• **Data**
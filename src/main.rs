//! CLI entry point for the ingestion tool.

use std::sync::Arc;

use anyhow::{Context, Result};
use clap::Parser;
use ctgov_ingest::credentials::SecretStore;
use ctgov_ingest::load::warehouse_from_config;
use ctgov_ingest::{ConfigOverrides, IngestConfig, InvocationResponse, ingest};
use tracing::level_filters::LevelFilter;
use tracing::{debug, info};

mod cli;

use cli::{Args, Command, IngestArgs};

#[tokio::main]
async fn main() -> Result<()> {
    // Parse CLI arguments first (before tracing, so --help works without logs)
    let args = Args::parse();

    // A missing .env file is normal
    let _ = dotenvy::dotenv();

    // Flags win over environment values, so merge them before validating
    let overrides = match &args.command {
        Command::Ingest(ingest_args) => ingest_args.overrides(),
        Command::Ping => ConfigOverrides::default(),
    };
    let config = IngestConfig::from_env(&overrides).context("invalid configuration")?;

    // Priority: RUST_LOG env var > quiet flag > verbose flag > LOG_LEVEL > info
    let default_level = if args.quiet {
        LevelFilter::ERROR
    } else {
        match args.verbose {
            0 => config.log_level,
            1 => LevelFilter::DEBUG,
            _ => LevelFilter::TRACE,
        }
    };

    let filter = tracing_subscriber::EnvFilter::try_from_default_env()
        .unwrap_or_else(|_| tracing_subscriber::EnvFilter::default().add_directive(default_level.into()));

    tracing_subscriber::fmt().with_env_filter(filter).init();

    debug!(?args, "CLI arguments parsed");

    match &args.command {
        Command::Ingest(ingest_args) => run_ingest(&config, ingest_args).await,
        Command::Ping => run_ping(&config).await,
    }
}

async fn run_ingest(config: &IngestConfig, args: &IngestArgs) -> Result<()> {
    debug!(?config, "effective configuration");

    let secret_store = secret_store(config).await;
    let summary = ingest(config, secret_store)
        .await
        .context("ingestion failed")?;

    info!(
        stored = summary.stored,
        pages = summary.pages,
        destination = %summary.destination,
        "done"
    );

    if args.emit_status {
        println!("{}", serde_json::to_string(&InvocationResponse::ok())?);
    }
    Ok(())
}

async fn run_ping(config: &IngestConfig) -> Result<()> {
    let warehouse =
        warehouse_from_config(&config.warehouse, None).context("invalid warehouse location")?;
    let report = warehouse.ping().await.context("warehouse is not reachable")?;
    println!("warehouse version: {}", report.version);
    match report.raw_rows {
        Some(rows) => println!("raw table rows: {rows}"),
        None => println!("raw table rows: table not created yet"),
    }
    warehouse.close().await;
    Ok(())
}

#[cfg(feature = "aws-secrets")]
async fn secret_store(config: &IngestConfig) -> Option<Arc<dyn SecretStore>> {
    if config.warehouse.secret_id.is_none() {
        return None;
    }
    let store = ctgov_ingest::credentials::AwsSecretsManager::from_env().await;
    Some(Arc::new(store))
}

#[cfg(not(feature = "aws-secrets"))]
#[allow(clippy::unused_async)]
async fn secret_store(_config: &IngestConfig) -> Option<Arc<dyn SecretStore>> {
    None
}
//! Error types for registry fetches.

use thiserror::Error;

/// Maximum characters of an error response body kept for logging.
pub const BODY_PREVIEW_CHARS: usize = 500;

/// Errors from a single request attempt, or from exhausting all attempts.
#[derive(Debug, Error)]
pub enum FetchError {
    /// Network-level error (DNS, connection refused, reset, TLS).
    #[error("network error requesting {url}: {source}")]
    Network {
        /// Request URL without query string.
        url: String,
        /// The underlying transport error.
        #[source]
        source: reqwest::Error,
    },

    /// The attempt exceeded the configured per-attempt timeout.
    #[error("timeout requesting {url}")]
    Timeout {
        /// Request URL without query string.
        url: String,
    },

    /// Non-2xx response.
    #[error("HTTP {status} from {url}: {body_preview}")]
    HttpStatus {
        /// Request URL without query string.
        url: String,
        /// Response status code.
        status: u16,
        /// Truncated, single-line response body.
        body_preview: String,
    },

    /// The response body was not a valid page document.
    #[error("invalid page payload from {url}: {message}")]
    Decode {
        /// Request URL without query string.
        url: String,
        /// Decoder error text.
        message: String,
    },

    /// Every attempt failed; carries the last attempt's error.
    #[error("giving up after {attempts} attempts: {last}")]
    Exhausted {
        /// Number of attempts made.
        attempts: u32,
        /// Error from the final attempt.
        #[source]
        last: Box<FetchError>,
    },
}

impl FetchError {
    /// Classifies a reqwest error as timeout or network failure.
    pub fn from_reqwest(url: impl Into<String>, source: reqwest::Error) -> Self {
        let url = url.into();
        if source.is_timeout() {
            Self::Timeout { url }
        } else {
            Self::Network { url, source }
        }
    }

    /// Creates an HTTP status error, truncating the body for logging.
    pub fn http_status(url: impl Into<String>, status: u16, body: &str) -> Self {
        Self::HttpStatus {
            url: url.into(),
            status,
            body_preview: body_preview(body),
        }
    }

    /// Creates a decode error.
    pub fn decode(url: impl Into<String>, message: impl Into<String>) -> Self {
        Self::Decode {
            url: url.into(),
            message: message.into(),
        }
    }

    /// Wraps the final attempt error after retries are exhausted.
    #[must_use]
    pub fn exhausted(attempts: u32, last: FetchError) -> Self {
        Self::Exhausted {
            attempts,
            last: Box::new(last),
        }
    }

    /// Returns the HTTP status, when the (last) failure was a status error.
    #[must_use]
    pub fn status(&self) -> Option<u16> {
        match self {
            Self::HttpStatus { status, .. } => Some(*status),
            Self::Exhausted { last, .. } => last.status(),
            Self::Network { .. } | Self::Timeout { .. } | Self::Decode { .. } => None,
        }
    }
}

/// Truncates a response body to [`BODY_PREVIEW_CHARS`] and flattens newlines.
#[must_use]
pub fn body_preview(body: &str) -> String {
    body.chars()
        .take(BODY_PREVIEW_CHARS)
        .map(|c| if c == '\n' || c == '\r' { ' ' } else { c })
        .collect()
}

• **Exercise aim**
Your answer must be an exact copy of all the entries.

• **Written solution**
filename src/main.rs
//! CLI entry point for the ingestion tool.

use std::sync::Arc;

use anyhow::{Context, Result};
use clap::Parser;
use ctgov_ingest::credentials::SecretStore;
use ctgov_ingest::load::warehouse_from_config;
use ctgov_ingest::{ConfigOverrides, IngestConfig, InvocationResponse, ingest};
use tracing::level_filters::LevelFilter;
use tracing::{debug, info};

mod cli;

use cli::{Args, Command, IngestArgs};

#[tokio::main]
async fn main() -> Result<()> {
    // Parse CLI arguments first (before tracing, so --help works without logs)
    let args = Args::parse();

    // A missing .env file is normal
    let _ = dotenvy::dotenv();

    // Flags win over environment values, so merge them before validating
    let overrides = match &args.command {
        Command::Ingest(ingest_args) => ingest_args.overrides(),
        Command::Ping => ConfigOverrides::default(),
    };
    let config = IngestConfig::from_env(&overrides).context("invalid configuration")?;

    // Priority: RUST_LOG env var > quiet flag > verbose flag > LOG_LEVEL > info
    let default_level = if args.quiet {
        LevelFilter::ERROR
    } else {
        match args.verbose {
            0 => config.log_level,
            1 => LevelFilter::DEBUG,
            _ => LevelFilter::TRACE,
        }
    };

    let filter = tracing_subscriber::EnvFilter::try_from_default_env()
        .unwrap_or_else(|_| tracing_subscriber::EnvFilter::default().add_directive(default_level.into()));

    tracing_subscriber::fmt().with_env_filter(filter).init();

    debug!(?args, "CLI arguments parsed");

    match &args.command {
        Command::Ingest(ingest_args) => run_ingest(&config, ingest_args).await,
        Command::Ping => run_ping(&config).await,
    }
}

async fn run_ingest(config: &IngestConfig, args: &IngestArgs) -> Result<()> {
    debug!(?config, "effective configuration");

    let secret_store = secret_store(config).await;
    let summary = ingest(config, secret_store)
        .await
        .context("ingestion failed")?;

    info!(
        stored = summary.stored,
        pages = summary.pages,
        destination = %summary.destination,
        "done"
    );

    if args.emit_status {
        println!("{}", serde_json::to_string(&InvocationResponse::ok())?);
    }
    Ok(())
}

async fn run_ping(config: &IngestConfig) -> Result<()> {
    let warehouse =
        warehouse_from_config(&config.warehouse, None).context("invalid warehouse location")?;
    let report = warehouse.ping().await.context("warehouse is not reachable")?;
    println!("warehouse version: {}", report.version);
    match report.raw_rows {
        Some(rows) => println!("raw table rows: {rows}"),
        None => println!("raw table rows: table not created yet"),
    }
    warehouse.close().await;
    Ok(())
}

#[cfg(feature = "aws-secrets")]
async fn secret_store(config: &IngestConfig) -> Option<Arc<dyn SecretStore>> {
    if config.warehouse.secret_id.is_none() {
        return None;
    }
    let store = ctgov_ingest::credentials::AwsSecretsManager::from_env().await;
    Some(Arc::new(store))
}

#[cfg(not(feature = "aws-secrets"))]
#[allow(clippy::unused_async)]
async fn secret_store(_config: &IngestConfig) -> Option<Arc<dyn SecretStore>> {
    None
}
//! Error types for registry fetches.

use thiserror::Error;

/// Maximum characters of an error response body kept for logging.
pub const BODY_PREVIEW_CHARS: usize = 500;

/// Errors from a single request attempt, or from exhausting all attempts.
#[derive(Debug, Error)]
pub enum FetchError {
    /// Network-level error (DNS, connection refused, reset, TLS).
    #[error("network error requesting {url}: {source}")]
    Network {
        /// Request URL without query string.
        url: String,
        /// The underlying transport error.
        #[source]
        source: reqwest::Error,
    },

    /// The attempt exceeded the configured per-attempt timeout.
    #[error("timeout requesting {url}")]
    Timeout {
        /// Request URL without query string.
        url: String,
    },

    /// Non-2xx response.
    #[error("HTTP {status} from {url}: {body_preview}")]
    HttpStatus {
        /// Request URL without query string.
        url: String,
        /// Response status code.
        status: u16,
        /// Truncated, single-line response body.
        body_preview: String,
    },

    /// The response body was not a valid page document.
    #[error("invalid page payload from {url}: {message}")]
    Decode {
        /// Request URL without query string.
        url: String,
        /// Decoder error text.
        message: String,
    },

    /// Every attempt failed; carries the last attempt's error.
    #[error("giving up after {attempts} attempts: {last}")]
    Exhausted {
        /// Number of attempts made.
        attempts: u32,
        /// Error from the final attempt.
        #[source]
        last: Box<FetchError>,
    },
}

impl FetchError {
    /// Classifies a reqwest error as timeout or network failure.
    pub fn from_reqwest(url: impl Into<String>, source: reqwest::Error) -> Self {
        let url = url.into();
        if source.is_timeout() {
            Self::Timeout { url }
        } else {
            Self::Network { url, source }
        }
    }

    /// Creates an HTTP status error, truncating the body for logging.
    pub fn http_status(url: impl Into<String>, status: u16, body: &str) -> Self {
        Self::HttpStatus {
            url: url.into(),
            status,
            body_preview: body_preview(body),
        }
    }

    /// Creates a decode error.
    pub fn decode(url: impl Into<String>, message: impl Into<String>) -> Self {
        Self::Decode {
            url: url.into(),
            message: message.into(),
        }
    }

    /// Wraps the final attempt error after retries are exhausted.
    #[must_use]
    pub fn exhausted(attempts: u32, last: FetchError) -> Self {
        Self::Exhausted {
            attempts,
            last: Box::new(last),
        }
    }

    /// Returns the HTTP status, when the (last) failure was a status error.
    #[must_use]
    pub fn status(&self) -> Option<u16> {
        match self {
            Self::HttpStatus { status, .. } => Some(*status),
            Self::Exhausted { last, .. } => last.status(),
            Self::Network { .. } | Self::Timeout { .. } | Self::Decode { .. } => None,
        }
    }
}

/// Truncates a response body to [`BODY_PREVIEW_CHARS`] and flattens newlines.
#[must_use]
pub fn body_preview(body: &str) -> String {
    body.chars()
        .take(BODY_PREVIEW_CHARS)
        .map(|c| if c == '\n' || c == '\r' { ' ' } else { c })
        .collect()
}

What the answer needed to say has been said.